I want to know what is the attitude of the Minister towards that association; I want to know if he intends to allow that association to go ahead; to train; to arm; to prepare; and to strike at its own good chosen time, or whether he intends to take the necessary adequate steps to see that no illegal drilling is carried on, and that no breaches of the law are to be made by any association openly, and in the face of day, or secretly, and by night. These, I think, are questions to which we are entitled to have an answer. I consider, and I think most of the Deputies in this House would agree with me when we think that it is the duty of the Minister to put forward plainly to us, and to give us an assurance as to the course which he intends to take, and I can assure the Minister that if he informs this House that it is his determination, and the determination of the Executive, to see that there will be one Government and one Government only, to see that there will be one army and one army only; and to take the necessary steps to ensure that there shall be but one Government and that there shall be but one army, if he does that, he certainly will go a long, long way to alleviate a great number of the fears I entertain about the preservation of the peace in this country.

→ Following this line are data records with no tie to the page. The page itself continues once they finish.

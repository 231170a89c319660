use std::convert::Infallible;

use axum::extract::{Path, Query, State};
use axum::response::sse::{Event, KeepAlive, Sse};
use futures::stream::{Stream, StreamExt};
use rd_broadcast::replay::{validate_tail, ReplayOptions};
use rd_broadcast::ReplayItem;
use rd_core::model::ReplayFormat;
use rd_core::RunId;

use crate::dto::EventsQuery;
use crate::error::{ApiError, ApiResult};
use crate::state::AppState;

pub async fn stream_events(
    State(state): State<AppState>,
    Path(run_id): Path<RunId>,
    Query(query): Query<EventsQuery>,
) -> ApiResult<Sse<impl Stream<Item = Result<Event, Infallible>>>> {
    let tail = validate_tail(query.tail).map_err(ApiError)?;
    let replay_format = query.replay_format.unwrap_or(ReplayFormat::Auto);

    let source = state.run_manager.events_source(run_id, replay_format).await?;
    let options = ReplayOptions {
        replay: query.replay,
        follow: query.follow,
        tail,
    };
    let live = query.follow.then_some(source.live);
    let replay = rd_broadcast::replay::replay_stream(source.run_meta, source.history, source.terminal, live, options);

    let sse_stream = replay.filter_map(|item| async move {
        match item {
            ReplayItem::Envelope(envelope) => {
                let data = serde_json::to_string(&envelope.payload).unwrap_or_default();
                Some(Ok(Event::default().event(envelope.kind.sse_name()).data(data)))
            }
            ReplayItem::SlowConsumer => {
                let data = serde_json::json!({ "error": "slow_consumer" }).to_string();
                Some(Ok(Event::default().event("error").data(data)))
            }
        }
    });

    Ok(Sse::new(sse_stream).keep_alive(KeepAlive::default()))
}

But I do not wish for mere empty expressions. I would like to know the measures which the Minister purposes to take. I do not want mere vague generalities, and I hope that when he comes to speak, he will get away from vague generalities, and that he will come down to concrete facts, and that he will outline to this House, and give, not merely an outline, but, so far as he can, the details of the measures which he intends to take to prove to the people of this State, and to every section of this community, that the law is supreme and must be obeyed by every single person in this community and that there is one law-making authority in this State, and one only, and that is the Oireachtas.
If the Minister, as I say, gives to this country undertakings, and not merely verbal undertakings, but tells us the method by which he is going to carry his undertakings out, he will do a considerable amount towards alleviating the well-grounded feelings of fear which are held by a great number of people as to the preservation of peace in this State. If he goes further and tells us that the opening of the prison gates, that repeal of the Constitution (Amendment) Act, were mere gestures—that they were carrying out election pledges, or something of that sort, but for the future he is not going to deal with the openly confessed enemies of this State by gestures of that nature but firmly, boldly and determinedly; if he gives the people of this country that undertaking, he will certainly, as I have said, have gone a long way to alleviate a great number of our fears.
But I will remind the Minister of this, that against that association the ordinary law cannot prevail; that when that association chooses to do what it considers rightful acts, but which, according to the laws of this State, and, in my opinion, the laws of God, are wrongful acts, the ordinary law is powerless. Juries will not convict and witnesses will not give evidence. Let him bear that fact in mind when he comes to make his reply, and let him inform this State openly what are the methods by which he intends to enforce the preservation of the law.